- **Work to be completed**:
Copy out all lines of the listing below that hold "await".

- **Supplied material**:
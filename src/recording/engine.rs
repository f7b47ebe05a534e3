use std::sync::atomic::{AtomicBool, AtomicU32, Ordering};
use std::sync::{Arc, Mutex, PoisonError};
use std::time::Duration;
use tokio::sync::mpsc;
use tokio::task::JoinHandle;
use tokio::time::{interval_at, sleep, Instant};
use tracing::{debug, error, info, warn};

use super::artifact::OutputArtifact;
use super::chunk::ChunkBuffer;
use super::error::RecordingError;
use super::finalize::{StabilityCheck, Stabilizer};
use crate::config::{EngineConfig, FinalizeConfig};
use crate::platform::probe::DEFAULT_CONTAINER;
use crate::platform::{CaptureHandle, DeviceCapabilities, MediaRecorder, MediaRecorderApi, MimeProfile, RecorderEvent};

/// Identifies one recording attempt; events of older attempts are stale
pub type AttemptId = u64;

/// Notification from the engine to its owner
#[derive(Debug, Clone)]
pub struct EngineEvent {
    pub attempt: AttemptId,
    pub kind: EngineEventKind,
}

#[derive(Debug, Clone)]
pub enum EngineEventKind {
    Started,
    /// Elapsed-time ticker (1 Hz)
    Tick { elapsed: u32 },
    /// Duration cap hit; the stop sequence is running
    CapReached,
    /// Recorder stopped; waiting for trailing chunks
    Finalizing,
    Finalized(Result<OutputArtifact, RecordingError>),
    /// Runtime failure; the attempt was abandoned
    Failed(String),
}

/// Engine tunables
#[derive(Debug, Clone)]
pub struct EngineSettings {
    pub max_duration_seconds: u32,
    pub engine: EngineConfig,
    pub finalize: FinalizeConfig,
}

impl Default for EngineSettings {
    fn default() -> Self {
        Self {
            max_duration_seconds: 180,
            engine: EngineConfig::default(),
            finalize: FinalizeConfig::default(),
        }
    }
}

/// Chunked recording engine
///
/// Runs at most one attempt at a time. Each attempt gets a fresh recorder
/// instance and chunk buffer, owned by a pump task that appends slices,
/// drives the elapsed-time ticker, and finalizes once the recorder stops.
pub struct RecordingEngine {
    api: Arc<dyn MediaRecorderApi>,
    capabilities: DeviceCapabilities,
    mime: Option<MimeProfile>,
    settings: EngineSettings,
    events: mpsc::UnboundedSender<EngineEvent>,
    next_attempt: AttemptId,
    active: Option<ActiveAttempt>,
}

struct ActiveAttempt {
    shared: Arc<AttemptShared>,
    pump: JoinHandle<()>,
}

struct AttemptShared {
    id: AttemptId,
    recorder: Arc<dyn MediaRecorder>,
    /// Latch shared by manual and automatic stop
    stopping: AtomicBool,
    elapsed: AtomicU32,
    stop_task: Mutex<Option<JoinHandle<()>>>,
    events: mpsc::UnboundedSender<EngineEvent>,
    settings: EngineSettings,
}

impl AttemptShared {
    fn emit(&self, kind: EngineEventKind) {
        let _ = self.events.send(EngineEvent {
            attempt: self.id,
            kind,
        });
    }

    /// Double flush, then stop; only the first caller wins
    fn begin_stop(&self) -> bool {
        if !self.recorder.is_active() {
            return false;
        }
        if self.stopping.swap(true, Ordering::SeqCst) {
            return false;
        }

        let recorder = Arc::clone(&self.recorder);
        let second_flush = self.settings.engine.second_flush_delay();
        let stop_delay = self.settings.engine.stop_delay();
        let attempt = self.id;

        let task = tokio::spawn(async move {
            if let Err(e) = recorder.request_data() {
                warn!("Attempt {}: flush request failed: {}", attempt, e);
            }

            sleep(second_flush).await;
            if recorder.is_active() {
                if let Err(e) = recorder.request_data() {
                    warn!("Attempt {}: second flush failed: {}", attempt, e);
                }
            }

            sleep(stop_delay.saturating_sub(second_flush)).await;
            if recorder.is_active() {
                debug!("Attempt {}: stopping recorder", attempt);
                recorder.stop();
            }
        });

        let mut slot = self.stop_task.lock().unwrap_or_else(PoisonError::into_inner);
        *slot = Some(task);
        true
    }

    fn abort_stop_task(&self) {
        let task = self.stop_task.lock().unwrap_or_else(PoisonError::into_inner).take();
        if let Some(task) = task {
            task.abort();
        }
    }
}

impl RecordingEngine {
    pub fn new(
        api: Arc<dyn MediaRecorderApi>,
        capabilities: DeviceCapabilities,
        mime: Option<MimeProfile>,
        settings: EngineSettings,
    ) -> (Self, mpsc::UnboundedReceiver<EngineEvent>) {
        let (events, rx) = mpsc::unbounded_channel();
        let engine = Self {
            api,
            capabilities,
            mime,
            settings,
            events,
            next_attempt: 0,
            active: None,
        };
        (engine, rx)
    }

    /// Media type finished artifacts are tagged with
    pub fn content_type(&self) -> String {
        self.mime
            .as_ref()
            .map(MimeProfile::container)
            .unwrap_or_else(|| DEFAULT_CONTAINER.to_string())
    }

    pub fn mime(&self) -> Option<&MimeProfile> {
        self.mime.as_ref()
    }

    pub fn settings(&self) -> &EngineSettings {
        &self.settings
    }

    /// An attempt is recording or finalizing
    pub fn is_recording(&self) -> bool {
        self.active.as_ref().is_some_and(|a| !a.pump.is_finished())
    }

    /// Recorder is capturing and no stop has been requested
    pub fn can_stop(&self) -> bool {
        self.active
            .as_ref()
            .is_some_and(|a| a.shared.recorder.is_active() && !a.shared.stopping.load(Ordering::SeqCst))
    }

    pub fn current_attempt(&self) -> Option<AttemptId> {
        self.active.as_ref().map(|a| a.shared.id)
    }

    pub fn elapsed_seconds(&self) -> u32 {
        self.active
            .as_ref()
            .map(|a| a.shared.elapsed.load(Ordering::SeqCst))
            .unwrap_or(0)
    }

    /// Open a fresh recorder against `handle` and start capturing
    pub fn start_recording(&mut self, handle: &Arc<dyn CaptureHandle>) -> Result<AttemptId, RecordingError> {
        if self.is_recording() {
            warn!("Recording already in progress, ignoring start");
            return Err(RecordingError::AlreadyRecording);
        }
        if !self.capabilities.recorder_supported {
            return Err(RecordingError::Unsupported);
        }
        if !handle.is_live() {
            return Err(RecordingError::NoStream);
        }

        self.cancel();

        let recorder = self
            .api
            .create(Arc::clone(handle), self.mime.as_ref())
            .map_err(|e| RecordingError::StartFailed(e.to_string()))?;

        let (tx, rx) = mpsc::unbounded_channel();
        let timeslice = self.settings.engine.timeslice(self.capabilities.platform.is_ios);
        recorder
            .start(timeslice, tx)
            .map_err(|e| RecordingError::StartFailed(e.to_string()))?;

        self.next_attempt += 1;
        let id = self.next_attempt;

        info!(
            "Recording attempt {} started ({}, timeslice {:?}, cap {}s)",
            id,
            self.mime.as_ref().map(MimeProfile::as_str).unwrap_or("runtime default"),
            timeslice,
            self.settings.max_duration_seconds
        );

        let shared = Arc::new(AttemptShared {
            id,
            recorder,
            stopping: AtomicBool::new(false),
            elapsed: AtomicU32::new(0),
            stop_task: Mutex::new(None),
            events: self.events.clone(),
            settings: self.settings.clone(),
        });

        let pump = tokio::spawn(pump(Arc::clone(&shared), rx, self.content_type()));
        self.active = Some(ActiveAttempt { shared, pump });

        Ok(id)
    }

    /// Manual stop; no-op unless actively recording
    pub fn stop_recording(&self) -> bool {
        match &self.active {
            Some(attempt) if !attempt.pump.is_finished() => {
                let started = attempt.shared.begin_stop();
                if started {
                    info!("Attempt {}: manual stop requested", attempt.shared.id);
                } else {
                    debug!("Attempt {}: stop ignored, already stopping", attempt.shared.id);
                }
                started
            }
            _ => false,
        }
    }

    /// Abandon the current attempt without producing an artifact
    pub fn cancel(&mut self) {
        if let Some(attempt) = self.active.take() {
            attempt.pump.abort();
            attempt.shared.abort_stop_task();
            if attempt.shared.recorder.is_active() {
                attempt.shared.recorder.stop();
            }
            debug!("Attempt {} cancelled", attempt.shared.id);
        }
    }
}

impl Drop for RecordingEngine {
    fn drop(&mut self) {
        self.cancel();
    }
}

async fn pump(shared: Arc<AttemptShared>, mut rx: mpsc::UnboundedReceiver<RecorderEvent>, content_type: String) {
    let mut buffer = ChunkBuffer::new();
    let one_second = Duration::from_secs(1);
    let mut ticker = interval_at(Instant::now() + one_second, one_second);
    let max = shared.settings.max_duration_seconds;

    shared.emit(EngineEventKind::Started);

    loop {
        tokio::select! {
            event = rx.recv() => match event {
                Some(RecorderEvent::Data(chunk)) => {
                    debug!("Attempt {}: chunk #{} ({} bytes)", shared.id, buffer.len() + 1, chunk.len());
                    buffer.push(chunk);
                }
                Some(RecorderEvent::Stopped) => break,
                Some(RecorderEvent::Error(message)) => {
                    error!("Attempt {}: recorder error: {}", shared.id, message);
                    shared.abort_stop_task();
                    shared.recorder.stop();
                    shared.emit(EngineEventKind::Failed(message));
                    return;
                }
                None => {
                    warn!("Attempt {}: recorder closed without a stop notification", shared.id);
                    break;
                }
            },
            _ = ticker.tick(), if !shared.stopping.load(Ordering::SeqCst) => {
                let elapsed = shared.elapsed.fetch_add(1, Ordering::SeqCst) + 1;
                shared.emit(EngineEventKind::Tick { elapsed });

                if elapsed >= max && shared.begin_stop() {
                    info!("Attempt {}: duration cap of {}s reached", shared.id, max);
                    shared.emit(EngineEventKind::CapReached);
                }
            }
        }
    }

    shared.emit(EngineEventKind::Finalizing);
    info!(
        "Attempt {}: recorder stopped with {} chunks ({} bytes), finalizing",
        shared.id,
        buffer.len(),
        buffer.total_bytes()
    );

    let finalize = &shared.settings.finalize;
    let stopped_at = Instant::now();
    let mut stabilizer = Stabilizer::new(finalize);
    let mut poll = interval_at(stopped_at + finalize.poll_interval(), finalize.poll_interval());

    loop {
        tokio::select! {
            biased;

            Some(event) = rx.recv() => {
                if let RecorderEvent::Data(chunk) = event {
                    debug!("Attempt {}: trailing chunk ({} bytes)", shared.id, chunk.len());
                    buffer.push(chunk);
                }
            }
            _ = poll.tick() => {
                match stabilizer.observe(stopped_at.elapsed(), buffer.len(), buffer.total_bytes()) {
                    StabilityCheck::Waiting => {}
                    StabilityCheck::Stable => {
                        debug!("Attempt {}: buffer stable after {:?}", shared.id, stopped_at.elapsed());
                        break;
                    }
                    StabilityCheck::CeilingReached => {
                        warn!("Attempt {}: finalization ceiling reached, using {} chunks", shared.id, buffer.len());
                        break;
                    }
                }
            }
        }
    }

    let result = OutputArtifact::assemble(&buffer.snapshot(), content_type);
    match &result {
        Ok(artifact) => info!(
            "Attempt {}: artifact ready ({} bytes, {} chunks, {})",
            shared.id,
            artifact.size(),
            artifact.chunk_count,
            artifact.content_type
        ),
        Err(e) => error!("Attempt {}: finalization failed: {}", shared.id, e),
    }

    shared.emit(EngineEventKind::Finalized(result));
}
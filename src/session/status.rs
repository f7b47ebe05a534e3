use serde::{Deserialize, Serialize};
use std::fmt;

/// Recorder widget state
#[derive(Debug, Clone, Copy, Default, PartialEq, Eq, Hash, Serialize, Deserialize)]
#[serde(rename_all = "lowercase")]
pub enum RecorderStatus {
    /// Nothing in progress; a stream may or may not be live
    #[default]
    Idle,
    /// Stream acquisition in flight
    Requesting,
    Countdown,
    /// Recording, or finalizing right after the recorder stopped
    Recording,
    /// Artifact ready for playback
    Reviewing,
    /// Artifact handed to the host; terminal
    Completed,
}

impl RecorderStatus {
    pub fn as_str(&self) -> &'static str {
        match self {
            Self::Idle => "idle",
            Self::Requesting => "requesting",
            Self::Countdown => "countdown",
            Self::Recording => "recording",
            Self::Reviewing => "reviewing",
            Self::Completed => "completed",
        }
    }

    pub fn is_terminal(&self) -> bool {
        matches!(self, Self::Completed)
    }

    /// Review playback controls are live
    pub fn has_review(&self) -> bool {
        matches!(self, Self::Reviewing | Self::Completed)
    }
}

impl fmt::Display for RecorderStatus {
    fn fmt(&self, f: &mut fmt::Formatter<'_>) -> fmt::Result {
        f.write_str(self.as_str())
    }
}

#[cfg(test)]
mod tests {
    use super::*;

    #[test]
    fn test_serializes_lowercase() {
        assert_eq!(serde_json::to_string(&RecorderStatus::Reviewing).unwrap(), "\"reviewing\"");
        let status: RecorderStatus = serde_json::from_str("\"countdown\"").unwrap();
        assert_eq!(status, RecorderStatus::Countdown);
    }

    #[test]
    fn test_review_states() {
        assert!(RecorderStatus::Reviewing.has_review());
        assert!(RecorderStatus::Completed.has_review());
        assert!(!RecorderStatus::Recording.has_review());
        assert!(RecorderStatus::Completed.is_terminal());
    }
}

- **Solution**:
            sleep(second_flush).await;
            sleep(stop_delay.saturating_sub(second_flush)).await;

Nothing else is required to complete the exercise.